**Information supplied:**
//! Hotspot records to renderable marker descriptors.
//!
//! One marker per hotspot, in hotspot order. Positions are copied unchanged
//! (degrees); the payload carries what the controller needs when the marker
//! is selected.

use serde::Serialize;

use crate::options::MarkerOptions;
use crate::scene::{Hotspot, HotspotType};

/// Anchor point of every marker icon.
pub const MARKER_ANCHOR: &str = "bottom center";

/// Icon glyph of a marker.
#[derive(Debug, Clone, Copy, PartialEq, Eq, Hash, Serialize)]
#[serde(rename_all = "snake_case")]
pub enum MarkerIcon {
    /// Directional arrow for scene navigation.
    Arrow,
    /// Info glyph for info points and floor changes.
    Info,
}

impl MarkerIcon {
    /// Icon for a hotspot type.
    #[must_use]
    pub fn for_type(kind: HotspotType) -> Self {
        match kind {
            HotspotType::Scene => Self::Arrow,
            HotspotType::Info | HotspotType::Floor => Self::Info,
        }
    }
}

/// Angular marker position in degrees.
#[derive(Debug, Clone, Copy, PartialEq, Serialize)]
pub struct MarkerPosition {
    /// Vertical angle.
    pub pitch: f64,
    /// Horizontal angle.
    pub yaw: f64,
}

/// What the controller needs to act on a selected marker.
#[derive(Debug, Clone, PartialEq, Eq, Serialize)]
#[serde(rename_all = "camelCase")]
pub struct MarkerPayload {
    /// Hotspot type tag.
    #[serde(rename = "type")]
    pub kind: HotspotType,
    /// Target scene slug, if any.
    pub target_slug: Option<String>,
    /// Long-form description, or the hotspot label when it has none.
    pub description: String,
}

/// Renderable marker descriptor.
#[derive(Debug, Clone, PartialEq, Serialize)]
pub struct Marker {
    /// Stable id, `hotspot-{id}`.
    pub id: String,
    /// Icon glyph.
    pub icon: MarkerIcon,
    /// Square icon size in pixels.
    pub size: u32,
    /// Icon anchor.
    pub anchor: &'static str,
    /// Position on the sphere.
    pub position: MarkerPosition,
    /// Tooltip text (the hotspot label).
    pub tooltip: String,
    /// Selection payload.
    pub payload: MarkerPayload,
}

/// Marker id for a hotspot id.
#[must_use]
pub fn marker_id(hotspot_id: u64) -> String {
    format!("hotspot-{hotspot_id}")
}

/// Build the marker for one hotspot.
#[must_use]
pub fn build_marker(hotspot: &Hotspot, options: &MarkerOptions) -> Marker {
    let icon = MarkerIcon::for_type(hotspot.hotspot_type);
    let size = match icon {
        MarkerIcon::Arrow => options.arrow_size,
        MarkerIcon::Info => options.info_size,
    };
    Marker {
        id: marker_id(hotspot.id),
        icon,
        size,
        anchor: MARKER_ANCHOR,
        position: MarkerPosition {
            pitch: hotspot.pitch,
            yaw: hotspot.yaw,
        },
        tooltip: hotspot.text.clone(),
        payload: MarkerPayload {
            kind: hotspot.hotspot_type,
            target_slug: hotspot.target_slug().map(str::to_owned),
            description: if hotspot.info_description.trim().is_empty() {
                hotspot.text.clone()
            } else {
                hotspot.info_description.clone()
            },
        },
    }
}

/// Build markers for a scene's hotspots, one per hotspot.
#[must_use]
pub fn build_markers(hotspots: &[Hotspot], options: &MarkerOptions) -> Vec<Marker> {
    hotspots.iter().map(|h| build_marker(h, options)).collect()
}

**Your task:**
Reproduce, character for character, only the lines of the preceding data that start at the line with "pub struct MarkerPosition" and end at the line with "pub fn marker_id(hotspot_id: u64)", both included.

**Output of the exercise:**
pub struct MarkerPosition {
    /// Vertical angle.
    pub pitch: f64,
    /// Horizontal angle.
    pub yaw: f64,
}

/// What the controller needs to act on a selected marker.
#[derive(Debug, Clone, PartialEq, Eq, Serialize)]
#[serde(rename_all = "camelCase")]
pub struct MarkerPayload {
    /// Hotspot type tag.
    #[serde(rename = "type")]
    pub kind: HotspotType,
    /// Target scene slug, if any.
    pub target_slug: Option<String>,
    /// Long-form description, or the hotspot label when it has none.
    pub description: String,
}

/// Renderable marker descriptor.
#[derive(Debug, Clone, PartialEq, Serialize)]
pub struct Marker {
    /// Stable id, `hotspot-{id}`.
    pub id: String,
    /// Icon glyph.
    pub icon: MarkerIcon,
    /// Square icon size in pixels.
    pub size: u32,
    /// Icon anchor.
    pub anchor: &'static str,
    /// Position on the sphere.
    pub position: MarkerPosition,
    /// Tooltip text (the hotspot label).
    pub tooltip: String,
    /// Selection payload.
    pub payload: MarkerPayload,
}

/// Marker id for a hotspot id.
#[must_use]
pub fn marker_id(hotspot_id: u64) -> String {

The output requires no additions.